Liverpool is the New York of Europe. The business district looks like old Wall Street: a miniature Lower Manhattan on the Mersey. It’s a city of scale, drama, melodrama, tragedy and comedy. Not to mention rich and poor. And often all these effects are simultaneous.
No other British city has a similarly contrary architectural character: superb, shabby, romantic, melancholy, proud and mean. You cannot be in Liverpool and not be affected by its buildings. I grew up there and long before I knew what ‘design’ meant, Liverpool had taught me to see — as well as to feel the deadly weight of history. It’s an architectural education.
But Liverpool has not treated its architects well. In his early twenties, Harvey Lonsdale Elmes won the competition to design St George’s Hall — civic ambition writ very large with pediments and volutes — but the city fathers, thinking him too sickly and inexperienced, took the job away. Elmes died of neglect and TB in Jamaica in 1847 aged just 33. Nikolaus Pevsner, and many others besides, came to consider Elmes’s St George’s Hall the greatest neoclassical building in Europe. Its designer never saw it finished.

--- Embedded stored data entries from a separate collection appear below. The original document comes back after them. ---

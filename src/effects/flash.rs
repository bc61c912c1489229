// Copyright (C) 2026 Michael Wilson <mike@mdwn.dev>
//
// This program is free software: you can redistribute it and/or modify it under
// the terms of the GNU General Public License as published by the Free Software
// Foundation, version 3.
//
// This program is distributed in the hope that it will be useful, but WITHOUT
// ANY WARRANTY; without even the implied warranty of MERCHANTABILITY or FITNESS
// FOR A PARTICULAR PURPOSE. See the GNU General Public License for more details.
//
// You should have received a copy of the GNU General Public License along with
// this program. If not, see <https://www.gnu.org/licenses/>.
//
use std::time::Duration;

use super::{
    check_count, check_interval, common_builder_methods, Common, ConfigError, Effect, Length,
    Policy, Timing,
};
use crate::{color::Color, device::LightState};

/// One flash is a switch to the first color and a switch to the second.
const SWITCHES_PER_FLASH: u64 = 2;

pub const DEFAULT_FLASH_DURATION: Duration = Duration::from_millis(500);
pub const DEFAULT_FLASH_COUNT: u32 = 5;

/// Alternates between two colors at a fixed period.
#[derive(Debug, Clone, PartialEq)]
pub struct FlashConfig {
    first: Color,
    second: Color,
    flash_duration: Duration,
    flash_count: u32,
    continuous: bool,
    end_on_second: bool,
}

impl FlashConfig {
    pub fn first(&self) -> Color {
        self.first
    }

    pub fn second(&self) -> Color {
        self.second
    }

    /// How long each color is shown.
    pub fn flash_duration(&self) -> Duration {
        self.flash_duration
    }

    pub fn flash_count(&self) -> u32 {
        self.flash_count
    }

    pub fn continuous(&self) -> bool {
        self.continuous
    }

    /// Whether the light is left on the second color however the run ends.
    pub fn end_on_second(&self) -> bool {
        self.end_on_second
    }

    pub(crate) fn final_state(&self) -> Option<LightState> {
        self.end_on_second.then(|| LightState::new().color(self.second).on())
    }

    pub(crate) fn length(&self) -> Length {
        Length::Cycles {
            steps_per_cycle: SWITCHES_PER_FLASH,
            limit: (!self.continuous).then_some(u64::from(self.flash_count)),
        }
    }

    pub(crate) fn timing(&self, step: u64) -> Timing {
        if step == 0 {
            Timing::After(Duration::ZERO)
        } else {
            Timing::After(self.flash_duration)
        }
    }

    pub(crate) fn state_for(&self, step: u64) -> LightState {
        let color = if step % SWITCHES_PER_FLASH == 0 {
            self.first
        } else {
            self.second
        };
        LightState::new().color(color).on()
    }
}

/// Builds a flash effect. Flashes between black and white unless told otherwise.
pub struct FlashBuilder {
    common: Common,
    first: Color,
    second: Color,
    flash_duration: Duration,
    flash_count: u32,
    continuous: bool,
    end_on_second: bool,
}

impl Default for FlashBuilder {
    fn default() -> Self {
        FlashBuilder {
            common: Common::default(),
            first: Color::BLACK,
            second: Color::WHITE,
            flash_duration: DEFAULT_FLASH_DURATION,
            flash_count: DEFAULT_FLASH_COUNT,
            continuous: false,
            end_on_second: false,
        }
    }
}

impl FlashBuilder {
    common_builder_methods!();

    pub fn first_color(mut self, first: Color) -> Self {
        self.first = first;
        self
    }

    pub fn second_color(mut self, second: Color) -> Self {
        self.second = second;
        self
    }

    pub fn flash_duration(mut self, flash_duration: Duration) -> Self {
        self.flash_duration = flash_duration;
        self
    }

    /// Sets how many full on/off flashes to run. Ignored when continuous.
    pub fn flash_count(mut self, flash_count: u32) -> Self {
        self.flash_count = flash_count;
        self
    }

    pub fn continuous(mut self, continuous: bool) -> Self {
        self.continuous = continuous;
        self
    }

    /// Leaves the light on the second color when the flash finishes or is stopped. A preserved
    /// state is still restored afterwards.
    pub fn end_on_second_color(mut self, end_on_second: bool) -> Self {
        self.end_on_second = end_on_second;
        self
    }

    pub fn build(self) -> Result<Effect, ConfigError> {
        check_interval(self.flash_duration)?;
        if !self.continuous {
            check_count("Flash count", self.flash_count, 1)?;
        }

        let config = FlashConfig {
            first: self.first,
            second: self.second,
            flash_duration: self.flash_duration,
            flash_count: self.flash_count,
            continuous: self.continuous,
            end_on_second: self.end_on_second,
        };

        Effect::new(Policy::Flash(config), self.common)
    }
}

#[cfg(test)]
mod test {
    use std::sync::Arc;

    use crate::device::mock;

    use super::*;

    #[test]
    fn test_alternates() {
        let effect = Effect::flash()
            .light(Arc::new(mock::Light::new("mock-flash")))
            .first_color(Color::new(255, 0, 0))
            .second_color(Color::new(0, 255, 0))
            .flash_count(2)
            .build()
            .expect("flash should build");
        let policy = effect.policy();

        let colors: Vec<Option<Color>> = (0..4)
            .map(|step| policy.state_for(step).color_value())
            .collect();
        assert_eq!(
            colors,
            vec![
                Some(Color::new(255, 0, 0)),
                Some(Color::new(0, 255, 0)),
                Some(Color::new(255, 0, 0)),
                Some(Color::new(0, 255, 0)),
            ]
        );
        assert_eq!(
            policy.length(),
            Length::Cycles {
                steps_per_cycle: 2,
                limit: Some(2)
            }
        );
        assert_eq!(policy.timing(0), Timing::After(Duration::ZERO));
        assert_eq!(policy.timing(1), Timing::After(DEFAULT_FLASH_DURATION));
        assert_eq!(policy.initial_state(true), None);
        assert_eq!(policy.final_state(), None);
    }

    #[test]
    fn test_end_on_second_color() {
        let effect = Effect::flash()
            .light(Arc::new(mock::Light::new("mock-flash")))
            .second_color(Color::new(0, 0, 255))
            .end_on_second_color(true)
            .build()
            .expect("flash should build");

        assert_eq!(
            effect.policy().final_state(),
            Some(LightState::new().color(Color::new(0, 0, 255)).on())
        );
    }

    #[test]
    fn test_validation() {
        let light = Arc::new(mock::Light::new("mock-flash"));

        assert!(matches!(
            Effect::flash()
                .light(light.clone())
                .flash_duration(Duration::from_millis(9))
                .build()
                .err(),
            Some(ConfigError::StepTooShort { .. })
        ));
        assert!(matches!(
            Effect::flash().light(light.clone()).flash_count(0).build().err(),
            Some(ConfigError::TooFewSteps { .. })
        ));
        assert!(Effect::flash()
            .light(light)
            .flash_count(0)
            .continuous(true)
            .build()
            .is_ok());
    }
}
// Copyright (C) 2026 Michael Wilson <mike@mdwn.dev>
//
// This program is free software: you can redistribute it and/or modify it under
// the terms of the GNU General Public License as published by the Free Software
// Foundation, version 3.
//
// This program is distributed in the hope that it will be useful, but WITHOUT
// ANY WARRANTY; without even the implied warranty of MERCHANTABILITY or FITNESS
// FOR A PARTICULAR PURPOSE. See the GNU General Public License for more details.
//
// You should have received a copy of the GNU General Public License along with
// this program. If not, see <https://www.gnu.org/licenses/>.
//
use std::{fs, path::Path, str::FromStr, sync::Arc};

use tracing::debug;

use crate::{
    device::Light,
    effects::{Completion, Effect},
};

mod effect;
mod error;

pub use error::ProfileError;

/// An effect described in YAML. Building it goes through the same builders, and so the same
/// validation, as effects built in code.
///
/// ```yaml
/// type: pulse
/// min_brightness: 20
/// pulse_duration: 1s
/// continuous: true
/// ```
#[derive(Clone, Debug, PartialEq)]
pub struct EffectProfile {
    profile: effect::Profile,
}

impl EffectProfile {
    /// The effect type named by the profile.
    pub fn kind(&self) -> &'static str {
        self.profile.kind()
    }

    /// Builds an effect driving the given light.
    pub fn build(&self, light: Arc<dyn Light>) -> Result<Effect, ProfileError> {
        self.profile.build(light, None)
    }

    /// Builds an effect driving the given light that reports its completion to `on_complete`.
    pub fn build_with_callback<F>(
        &self,
        light: Arc<dyn Light>,
        on_complete: F,
    ) -> Result<Effect, ProfileError>
    where
        F: Fn(&Completion) + Send + Sync + 'static,
    {
        self.profile.build(light, Some(Arc::new(on_complete)))
    }
}

impl FromStr for EffectProfile {
    type Err = ProfileError;

    fn from_str(s: &str) -> Result<Self, Self::Err> {
        Ok(EffectProfile {
            profile: serde_yml::from_str(s)?,
        })
    }
}

/// Loads an effect profile from a YAML file.
pub fn load_profile(path: &Path) -> Result<EffectProfile, ProfileError> {
    let contents = fs::read_to_string(path).map_err(|source| ProfileError::Io {
        path: path.to_path_buf(),
        source,
    })?;
    let profile: EffectProfile = contents.parse()?;
    debug!(path = %path.display(), kind = profile.kind(), "Loaded effect profile.");
    Ok(profile)
}

#[cfg(test)]
mod test {
    use std::{io::Write, time::Duration};

    use crate::{
        color::Color,
        device::mock,
        effects::{ConfigError, Policy},
    };

    use super::*;

    fn build(yaml: &str) -> Result<Effect, ProfileError> {
        let profile: EffectProfile = yaml.parse()?;
        profile.build(Arc::new(mock::Light::new("mock-profile")))
    }

    #[test]
    fn test_fade_profile() -> Result<(), Box<dyn std::error::Error>> {
        let effect = build(
            r##"
type: fade
from: red
to: "#0000ff"
duration: 2s
steps: 5
"##,
        )?;

        let Policy::Fade(config) = effect.policy() else {
            panic!("expected a fade policy");
        };
        assert_eq!(config.from(), Color::new(255, 0, 0));
        assert_eq!(config.to(), Color::new(0, 0, 255));
        assert_eq!(config.duration(), Duration::from_secs(2));
        assert_eq!(config.steps(), 5);
        Ok(())
    }

    #[test]
    fn test_defaults_follow_builders() -> Result<(), Box<dyn std::error::Error>> {
        let pulse = build("type: pulse")?;
        let Policy::Pulse(config) = pulse.policy() else {
            panic!("expected a pulse policy");
        };
        assert_eq!(config.min_brightness(), 10);
        assert_eq!(config.max_brightness(), 100);
        assert_eq!(config.pulse_duration(), Duration::from_millis(2000));
        assert_eq!(config.pulse_count(), 5);
        assert!(!config.continuous());

        let heartbeat = build("type: heartbeat")?;
        let Policy::Heartbeat(config) = heartbeat.policy() else {
            panic!("expected a heartbeat policy");
        };
        assert!(config.continuous());

        let heartbeat = build("type: heartbeat\nbeat_count: 3")?;
        let Policy::Heartbeat(config) = heartbeat.policy() else {
            panic!("expected a heartbeat policy");
        };
        assert!(!config.continuous());
        assert_eq!(config.beat_count(), 3);

        let flash = build("type: flash\nfirst_color: warm_yellow")?;
        let Policy::Flash(config) = flash.policy() else {
            panic!("expected a flash policy");
        };
        assert_eq!(config.first(), Color::new(255, 220, 150));
        assert_eq!(config.second(), Color::WHITE);
        assert!(!config.end_on_second());

        let flash = build("type: flash\nend_on_second_color: true")?;
        let Policy::Flash(config) = flash.policy() else {
            panic!("expected a flash policy");
        };
        assert!(config.end_on_second());

        let sunrise = build("type: sunrise\nduration: 10m")?;
        let Policy::Sunrise(config) = sunrise.policy() else {
            panic!("expected a sunrise policy");
        };
        assert_eq!(config.duration(), Duration::from_secs(600));
        assert_eq!(config.steps(), 100);
        Ok(())
    }

    #[test]
    fn test_invalid_profiles() {
        assert!(matches!(
            build("type: fade\nto: blue"),
            Err(ProfileError::Invalid(ConfigError::MissingColor(_)))
        ));
        assert!(matches!(
            build("type: pulse\nmin_brightness: 0"),
            Err(ProfileError::Invalid(
                ConfigError::BrightnessOutOfRange { value: 0, .. }
            ))
        ));
        assert!(matches!(
            build("type: flash\nflash_duration: soon"),
            Err(ProfileError::Duration {
                field: "flash_duration",
                ..
            })
        ));
        assert!(matches!(
            build("type: flash\nfirst_color: chartreuse"),
            Err(ProfileError::Color {
                field: "first_color",
                ..
            })
        ));
        assert!(matches!(
            build("type: strobe"),
            Err(ProfileError::Parse(_))
        ));
    }

    #[test]
    fn test_build_with_callback() -> Result<(), Box<dyn std::error::Error>> {
        let profile: EffectProfile = "type: flash\nflash_duration: 10ms\nflash_count: 1".parse()?;
        let light = mock::Light::new("mock-profile");
        let completions = Arc::new(parking_lot::Mutex::new(Vec::new()));

        let effect = {
            let completions = completions.clone();
            profile.build_with_callback(Arc::new(light.clone()), move |completion| {
                completions.lock().push(completion.clone())
            })?
        };
        effect.start()?;
        crate::testutil::eventually(
            || !completions.lock().is_empty(),
            "completion never fired",
        );

        assert_eq!(*completions.lock(), vec![Completion::Finished]);
        assert_eq!(light.write_count(), 2);
        Ok(())
    }

    #[test]
    fn test_load_profile() -> Result<(), Box<dyn std::error::Error>> {
        let mut file = tempfile::NamedTempFile::new()?;
        writeln!(file, "type: sunrise")?;
        writeln!(file, "duration: 30s")?;
        writeln!(file, "steps: 30")?;

        let profile = load_profile(file.path())?;
        assert_eq!(profile.kind(), "sunrise");
        assert!(profile
            .build(Arc::new(mock::Light::new("mock-profile")))
            .is_ok());

        let missing = file.path().with_extension("missing");
        assert!(matches!(
            load_profile(&missing),
            Err(ProfileError::Io { .. })
        ));
        Ok(())
    }
}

In 1864, a local architect called Peter Ellis built Oriel Chambers on Water Street, a design preternaturally ahead of its time with a metal frame and glass-curtain walling. It predicted the Chicago school of skyscrapers by 20 years, but a savage review in the Builder meant no more work for Ellis, who soon died in obscurity. Eventually, his reputation was made when Pevsner included him in the influential Pioneers of Modern Design.
More recently, Will Alsop was monumentally jerked about with his proposal, hubristic to some, for a ‘Fourth Grace’ to accompany the magnificent Pier Head threesome of the Royal Liver Building, Cunard Building and Port of Liverpool Building.